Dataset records
*****

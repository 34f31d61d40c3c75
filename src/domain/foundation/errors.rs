//! Error types for the domain layer.

use std::collections::HashMap;
use std::error::Error;
use std::fmt;
use thiserror::Error;

/// A value that failed a domain rule while being built or changed.
#[derive(Debug, Clone, Error)]
pub enum ValidationError {
    #[error("Field '{field}' must be at most {max} characters, got {actual}")]
    TooLong {
        field: String,
        max: usize,
        actual: usize,
    },

    #[error("Field '{field}' has invalid format: {reason}")]
    InvalidFormat { field: String, reason: String },
}

impl ValidationError {
    pub fn too_long(field: impl Into<String>, max: usize, actual: usize) -> Self {
        ValidationError::TooLong {
            field: field.into(),
            max,
            actual,
        }
    }

    pub fn invalid_format(field: impl Into<String>, reason: impl Into<String>) -> Self {
        ValidationError::InvalidFormat {
            field: field.into(),
            reason: reason.into(),
        }
    }

    /// Name of the offending field.
    pub fn field(&self) -> &str {
        match self {
            ValidationError::TooLong { field, .. } | ValidationError::InvalidFormat { field, .. } => {
                field
            }
        }
    }
}

/// Machine-readable failure category carried by [`DomainError`].
#[derive(Debug, Clone, Copy, PartialEq, Eq, Hash)]
pub enum ErrorCode {
    ValidationFailed,
    InvalidFormat,

    SessionNotFound,
    CampaignNotFound,

    SessionConflict,
    /// The stored session changed since the writer loaded it.
    ConcurrencyConflict,
    InvalidStateTransition,

    /// Suggestion generation reported an error.
    ProcessingFailed,

    DatabaseError,
    /// Work could not be handed to the Redis queue.
    QueueError,
    InternalError,
}

impl ErrorCode {
    pub fn as_str(&self) -> &'static str {
        match self {
            ErrorCode::ValidationFailed => "VALIDATION_FAILED",
            ErrorCode::InvalidFormat => "INVALID_FORMAT",
            ErrorCode::SessionNotFound => "SESSION_NOT_FOUND",
            ErrorCode::CampaignNotFound => "CAMPAIGN_NOT_FOUND",
            ErrorCode::SessionConflict => "SESSION_CONFLICT",
            ErrorCode::ConcurrencyConflict => "CONCURRENCY_CONFLICT",
            ErrorCode::InvalidStateTransition => "INVALID_STATE_TRANSITION",
            ErrorCode::ProcessingFailed => "PROCESSING_FAILED",
            ErrorCode::DatabaseError => "DATABASE_ERROR",
            ErrorCode::QueueError => "QUEUE_ERROR",
            ErrorCode::InternalError => "INTERNAL_ERROR",
        }
    }
}

impl fmt::Display for ErrorCode {
    fn fmt(&self, f: &mut fmt::Formatter<'_>) -> fmt::Result {
        f.write_str(self.as_str())
    }
}

/// Error crossing the port boundary: a code, a message, and string details
/// such as `field` or `session_id` that callers may lift back out.
#[derive(Debug, Clone)]
pub struct DomainError {
    pub code: ErrorCode,
    pub message: String,
    pub details: HashMap<String, String>,
}

impl DomainError {
    pub fn new(code: ErrorCode, message: impl Into<String>) -> Self {
        Self {
            code,
            message: message.into(),
            details: HashMap::new(),
        }
    }

    /// `ValidationFailed` with the field recorded under the `field` detail.
    pub fn validation(field: impl Into<String>, message: impl Into<String>) -> Self {
        Self::new(ErrorCode::ValidationFailed, message).with_detail("field", field)
    }

    pub fn database(message: impl Into<String>) -> Self {
        Self::new(ErrorCode::DatabaseError, message)
    }

    pub fn with_detail(mut self, key: impl Into<String>, value: impl Into<String>) -> Self {
        self.details.insert(key.into(), value.into());
        self
    }
}

impl fmt::Display for DomainError {
    fn fmt(&self, f: &mut fmt::Formatter<'_>) -> fmt::Result {
        write!(f, "[{}] {}", self.code, self.message)
    }
}

impl Error for DomainError {}

impl From<ValidationError> for DomainError {
    fn from(err: ValidationError) -> Self {
        DomainError::validation(err.field().to_string(), err.to_string())
    }
}
//! notification-agent server binary.

use std::error::Error;
use std::sync::Arc;

use tokio::net::TcpListener;
use tokio::sync::watch;
use tokio::task::JoinHandle;
use tracing::{error, info, warn};
use tracing_subscriber::EnvFilter;

use notification_agent::adapters::http::RouterOptions;
use notification_agent::adapters::{
    InlineDispatcher, PlaceholderGenerator, PostgresCampaignReader, PostgresSessionStore,
    RedisQueueDispatcher, RedisQueueWorker,
};
use notification_agent::app::{session_processor, AppComponents};
use notification_agent::config::{AppConfig, ServerConfig};
use notification_agent::ports::{SessionStore, WorkDispatcher};

#[tokio::main]
async fn main() -> Result<(), Box<dyn Error>> {
    let config = AppConfig::load()?;
    init_tracing(&config.server);
    config.validate()?;

    info!(
        environment = ?config.server.environment,
        async_tasks = config.features.enable_async_tasks,
        "starting notification-agent"
    );

    let pool = config
        .database
        .pool_options()
        .connect(&config.database.url)
        .await?;

    if config.database.run_migrations {
        info!("running database migrations");
        sqlx::migrate!("./migrations").run(&pool).await?;
    }

    let store: Arc<dyn SessionStore> = Arc::new(PostgresSessionStore::new(pool.clone()));
    let campaigns = Arc::new(PostgresCampaignReader::new(pool.clone()));
    let processor = session_processor(
        store.clone(),
        Arc::new(PlaceholderGenerator::new()),
        config.dispatch.processing_timeout(),
    );

    let (shutdown_tx, shutdown_rx) = watch::channel(false);
    let mut workers: Vec<JoinHandle<()>> = Vec::new();

    let dispatcher: Arc<dyn WorkDispatcher> = match (&config.queue.url, config.features.uses_queue()) {
        (Some(url), true) => {
            let client = redis::Client::open(url.as_str())?;
            let conn = client.get_multiplexed_async_connection().await?;

            for worker_id in 0..config.queue.workers {
                let worker = RedisQueueWorker::new(
                    client.clone(),
                    config.queue.queue_name.clone(),
                    processor.clone(),
                )
                .with_poll_timeout(config.queue.poll_timeout())
                .with_worker_id(worker_id);
                let shutdown = shutdown_rx.clone();
                workers.push(tokio::spawn(async move {
                    if let Err(e) = worker.run(shutdown).await {
                        error!(worker = worker_id, error = %e, "queue worker exited");
                    }
                }));
            }

            info!(workers = config.queue.workers, queue = %config.queue.queue_name, "deferred dispatch enabled");
            Arc::new(RedisQueueDispatcher::new(conn, config.queue.queue_name.clone()))
        }
        _ => {
            info!("inline dispatch enabled");
            Arc::new(InlineDispatcher::new(processor))
        }
    };

    let options = RouterOptions {
        cors_origins: config.server.cors_origins_list(),
        request_timeout: config.server.request_timeout(),
        is_production: config.is_production(),
    };
    let router = AppComponents {
        store,
        campaigns,
        dispatcher,
        verbose_errors: config.features.verbose_errors,
    }
    .into_router(&options);

    let addr = config.server.socket_addr()?;
    let listener = TcpListener::bind(addr).await?;
    info!(%addr, "listening");

    axum::serve(listener, router)
        .with_graceful_shutdown(shutdown_signal())
        .await?;

    info!("http server stopped, draining workers");
    let _ = shutdown_tx.send(true);
    for worker in workers {
        if let Err(e) = worker.await {
            warn!(error = %e, "worker task panicked");
        }
    }
    pool.close().await;

    Ok(())
}

fn init_tracing(server: &ServerConfig) {
    let filter =
        EnvFilter::try_from_default_env().unwrap_or_else(|_| EnvFilter::new(&server.log_level));
    let builder = tracing_subscriber::fmt().with_env_filter(filter);

    if server.is_production() {
        builder.json().init();
    } else {
        builder.init();
    }
}

async fn shutdown_signal() {
    let ctrl_c = async {
        if let Err(e) = tokio::signal::ctrl_c().await {
            error!(error = %e, "failed to listen for ctrl-c");
        }
    };

    #[cfg(unix)]
    let terminate = async {
        match tokio::signal::unix::signal(tokio::signal::unix::SignalKind::terminate()) {
            Ok(mut signal) => {
                signal.recv().await;
            }
            Err(e) => {
                error!(error = %e, "failed to install SIGTERM handler");
                std::future::pending::<()>().await;
            }
        }
    };

    #[cfg(not(unix))]
    let terminate = std::future::pending::<()>();

    tokio::select! {
        _ = ctrl_c => {},
        _ = terminate => {},
    }

    info!("shutdown signal received");
}
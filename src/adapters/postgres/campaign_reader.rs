//! PostgreSQL implementation of CampaignReader.

use async_trait::async_trait;
use sqlx::{PgPool, Row};

use crate::domain::campaign::{Campaign, CampaignStatus};
use crate::domain::foundation::{CampaignId, CompanyId, DomainError};
use crate::ports::CampaignReader;

/// PostgreSQL implementation of CampaignReader.
#[derive(Clone)]
pub struct PostgresCampaignReader {
    pool: PgPool,
}

impl PostgresCampaignReader {
    pub fn new(pool: PgPool) -> Self {
        Self { pool }
    }
}

#[async_trait]
impl CampaignReader for PostgresCampaignReader {
    async fn find_for_company(
        &self,
        id: &CampaignId,
        company_id: &CompanyId,
    ) -> Result<Option<Campaign>, DomainError> {
        let row = sqlx::query(
            "SELECT id, company_id, name, status FROM campaigns WHERE id = $1 AND company_id = $2",
        )
        .bind(id.as_uuid())
        .bind(company_id.as_uuid())
        .fetch_optional(&self.pool)
        .await
        .map_err(|e| DomainError::database(format!("Failed to fetch campaign: {}", e)))?;

        let Some(row) = row else {
            return Ok(None);
        };

        let get_err = |e: sqlx::Error| DomainError::database(format!("Failed to read campaign: {}", e));
        let status: String = row.try_get("status").map_err(get_err)?;

        Ok(Some(Campaign {
            id: CampaignId::from_uuid(row.try_get("id").map_err(get_err)?),
            company_id: CompanyId::from_uuid(row.try_get("company_id").map_err(get_err)?),
            name: row.try_get("name").map_err(get_err)?,
            status: CampaignStatus::parse(&status).unwrap_or_default(),
        }))
    }
}
//! HTTP listener settings.

use serde::Deserialize;
use std::net::SocketAddr;
use std::time::Duration;

use super::error::ValidationError;

/// Upper bound for `request_timeout_secs`. Inline dispatch runs generation
/// inside the request, so this also caps inline processing.
const MAX_REQUEST_TIMEOUT_SECS: u64 = 600;

#[derive(Debug, Clone, Deserialize)]
pub struct ServerConfig {
    #[serde(default = "default_host")]
    pub host: String,

    #[serde(default = "default_port")]
    pub port: u16,

    /// Selects log format (JSON in production) and CORS warnings.
    #[serde(default)]
    pub environment: Environment,

    /// `EnvFilter` directive used when `RUST_LOG` is unset.
    #[serde(default = "default_log_level")]
    pub log_level: String,

    #[serde(default = "default_request_timeout")]
    pub request_timeout_secs: u64,

    /// Comma-separated allow list. Unset, empty or `*` lets any origin in.
    pub cors_origins: Option<String>,
}

/// Deployment environment.
#[derive(Debug, Clone, Deserialize, PartialEq, Eq, Default)]
#[serde(rename_all = "lowercase")]
pub enum Environment {
    #[default]
    Development,
    Staging,
    Production,
}

impl ServerConfig {
    /// Bind address. Hostnames are not resolved; `host` must be an IP literal.
    pub fn socket_addr(&self) -> Result<SocketAddr, ValidationError> {
        let ip = self
            .host
            .parse::<std::net::IpAddr>()
            .map_err(|_| ValidationError::InvalidHost)?;
        Ok(SocketAddr::new(ip, self.port))
    }

    pub fn request_timeout(&self) -> Duration {
        Duration::from_secs(self.request_timeout_secs)
    }

    pub fn is_production(&self) -> bool {
        self.environment == Environment::Production
    }

    /// Trimmed, non-empty entries of `cors_origins`.
    pub fn cors_origins_list(&self) -> Vec<String> {
        let Some(raw) = self.cors_origins.as_deref() else {
            return Vec::new();
        };
        raw.split(',')
            .map(str::trim)
            .filter(|origin| !origin.is_empty())
            .map(String::from)
            .collect()
    }

    pub fn validate(&self) -> Result<(), ValidationError> {
        if self.port == 0 {
            return Err(ValidationError::InvalidPort);
        }
        self.socket_addr()?;
        if !(1..=MAX_REQUEST_TIMEOUT_SECS).contains(&self.request_timeout_secs) {
            return Err(ValidationError::InvalidTimeout);
        }
        Ok(())
    }
}

impl Default for ServerConfig {
    fn default() -> Self {
        Self {
            host: default_host(),
            port: default_port(),
            environment: Environment::default(),
            log_level: default_log_level(),
            request_timeout_secs: default_request_timeout(),
            cors_origins: None,
        }
    }
}

fn default_host() -> String {
    "0.0.0.0".to_string()
}

fn default_port() -> u16 {
    8080
}

fn default_log_level() -> String {
    "info,notification_agent=debug,sqlx=warn".to_string()
}

fn default_request_timeout() -> u64 {
    330
}
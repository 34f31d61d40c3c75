//! NotificationSessionStatus enum for tracking the lifecycle of notification sessions.

use serde::{Deserialize, Serialize};
use std::fmt;
use std::str::FromStr;

use super::{StateMachine, ValidationError};

/// Lifecycle status of a notification session.
///
/// ```text
/// PROCESSING ──► AWAITING_REVIEW ──► COMPLETED
///     │  ▲            │
///     │  └────────────┤ (regeneration)
///     ▼               ▼
///   FAILED ◄──────────┘
/// ```
#[derive(Debug, Clone, Copy, PartialEq, Eq, Hash, Serialize, Deserialize, Default)]
#[serde(rename_all = "SCREAMING_SNAKE_CASE")]
pub enum NotificationSessionStatus {
    #[default]
    Processing,
    AwaitingReview,
    Completed,
    Failed,
}

impl NotificationSessionStatus {
    /// Wire and storage representation.
    pub fn as_str(&self) -> &'static str {
        match self {
            NotificationSessionStatus::Processing => "PROCESSING",
            NotificationSessionStatus::AwaitingReview => "AWAITING_REVIEW",
            NotificationSessionStatus::Completed => "COMPLETED",
            NotificationSessionStatus::Failed => "FAILED",
        }
    }
}

impl StateMachine for NotificationSessionStatus {
    fn can_transition_to(&self, target: &Self) -> bool {
        use NotificationSessionStatus::*;
        matches!(
            (self, target),
            (Processing, AwaitingReview)
                | (Processing, Failed)
                | (AwaitingReview, Completed)
                | (AwaitingReview, Processing)
                | (AwaitingReview, Failed)
        )
    }

    fn valid_transitions(&self) -> Vec<Self> {
        use NotificationSessionStatus::*;
        match self {
            Processing => vec![AwaitingReview, Failed],
            AwaitingReview => vec![Completed, Processing, Failed],
            Completed | Failed => vec![],
        }
    }
}

impl fmt::Display for NotificationSessionStatus {
    fn fmt(&self, f: &mut fmt::Formatter<'_>) -> fmt::Result {
        write!(f, "{}", self.as_str())
    }
}

impl FromStr for NotificationSessionStatus {
    type Err = ValidationError;

    fn from_str(s: &str) -> Result<Self, Self::Err> {
        match s {
            "PROCESSING" => Ok(NotificationSessionStatus::Processing),
            "AWAITING_REVIEW" => Ok(NotificationSessionStatus::AwaitingReview),
            "COMPLETED" => Ok(NotificationSessionStatus::Completed),
            "FAILED" => Ok(NotificationSessionStatus::Failed),
            other => Err(ValidationError::invalid_format(
                "status",
                format!("unknown session status '{}'", other),
            )),
        }
    }
}

#[cfg(test)]
mod tests {
    use super::*;
    use NotificationSessionStatus::*;

    const ALL: [NotificationSessionStatus; 4] = [Processing, AwaitingReview, Completed, Failed];

    #[test]
    fn default_is_processing() {
        assert_eq!(NotificationSessionStatus::default(), Processing);
    }

    #[test]
    fn processing_can_finish_or_fail() {
        assert!(Processing.can_transition_to(&AwaitingReview));
        assert!(Processing.can_transition_to(&Failed));
        assert!(!Processing.can_transition_to(&Completed));
    }

    #[test]
    fn awaiting_review_can_reenter_processing() {
        assert!(AwaitingReview.can_transition_to(&Processing));
        assert!(AwaitingReview.can_transition_to(&Completed));
        assert!(AwaitingReview.can_transition_to(&Failed));
    }

    #[test]
    fn terminal_states_accept_nothing() {
        for target in ALL {
            assert!(!Completed.can_transition_to(&target));
            assert!(!Failed.can_transition_to(&target));
        }
        assert!(Completed.is_terminal());
        assert!(Failed.is_terminal());
        assert!(!Processing.is_terminal());
        assert!(!AwaitingReview.is_terminal());
    }

    #[test]
    fn self_transitions_are_rejected() {
        for status in ALL {
            assert!(!status.can_transition_to(&status));
        }
    }

    #[test]
    fn can_transition_to_is_consistent_with_valid_transitions() {
        for status in ALL {
            for target in ALL {
                assert_eq!(
                    status.can_transition_to(&target),
                    status.valid_transitions().contains(&target),
                    "{:?} -> {:?}",
                    status,
                    target
                );
            }
        }
    }

    #[test]
    fn serializes_to_screaming_snake_case() {
        assert_eq!(
            serde_json::to_string(&AwaitingReview).unwrap(),
            "\"AWAITING_REVIEW\""
        );
        let parsed: NotificationSessionStatus = serde_json::from_str("\"FAILED\"").unwrap();
        assert_eq!(parsed, Failed);
    }

    #[test]
    fn from_str_matches_as_str() {
        for status in ALL {
            assert_eq!(status.as_str().parse::<NotificationSessionStatus>().unwrap(), status);
        }
        assert!("processing".parse::<NotificationSessionStatus>().is_err());
    }
}
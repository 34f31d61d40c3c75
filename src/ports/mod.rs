//! Ports - Interfaces for external dependencies.
//!
//! Following hexagonal architecture, ports define the contracts between
//! the domain and the outside world. Adapters implement these ports.
//!
//! - `SessionStore` - Tenant-scoped session persistence
//! - `CampaignReader` - Campaign existence/ownership lookups
//! - `WorkDispatcher` - Hands sessions to processing (deferred or inline)
//! - `SessionProcessor` - The processing routine run for each dispatched job
//! - `SuggestionGenerator` - The content-generation pipeline

mod campaign_reader;
mod session_processor;
mod session_store;
mod suggestion_generator;
mod work_dispatcher;

pub use campaign_reader::CampaignReader;
pub use session_processor::{ProcessingOutcome, SessionProcessor};
pub use session_store::SessionStore;
pub use suggestion_generator::SuggestionGenerator;
pub use work_dispatcher::{SessionJob, WorkDispatcher};
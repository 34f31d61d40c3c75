//! UTC instant used for every session time field.

use chrono::{DateTime, Utc};
use serde::{Deserialize, Serialize};

/// A UTC instant. Serializes as an RFC 3339 string.
#[derive(Debug, Clone, Copy, PartialEq, Eq, PartialOrd, Ord, Serialize, Deserialize)]
#[serde(transparent)]
pub struct Timestamp(DateTime<Utc>);

impl Timestamp {
    pub fn now() -> Self {
        Self(Utc::now())
    }

    pub fn from_datetime(dt: DateTime<Utc>) -> Self {
        Self(dt)
    }

    pub fn as_datetime(&self) -> &DateTime<Utc> {
        &self.0
    }

    /// Strictly later than `other`.
    pub fn is_after(&self, other: &Timestamp) -> bool {
        self.0 > other.0
    }

    pub fn to_rfc3339(&self) -> String {
        self.0.to_rfc3339()
    }
}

*****

### Work task
Write out the lines from the one containing "pub fn from_datetime(dt: DateTime<Utc>)" through the last line of the records above. Include both of those lines and nothing else.

### Answer for this exercise
    pub fn from_datetime(dt: DateTime<Utc>) -> Self {
        Self(dt)
    }

    pub fn as_datetime(&self) -> &DateTime<Utc> {
        &self.0
    }

    /// Strictly later than `other`.
    pub fn is_after(&self, other: &Timestamp) -> bool {
        self.0 > other.0
    }

    pub fn to_rfc3339(&self) -> String {
        self.0.to_rfc3339()
    }
}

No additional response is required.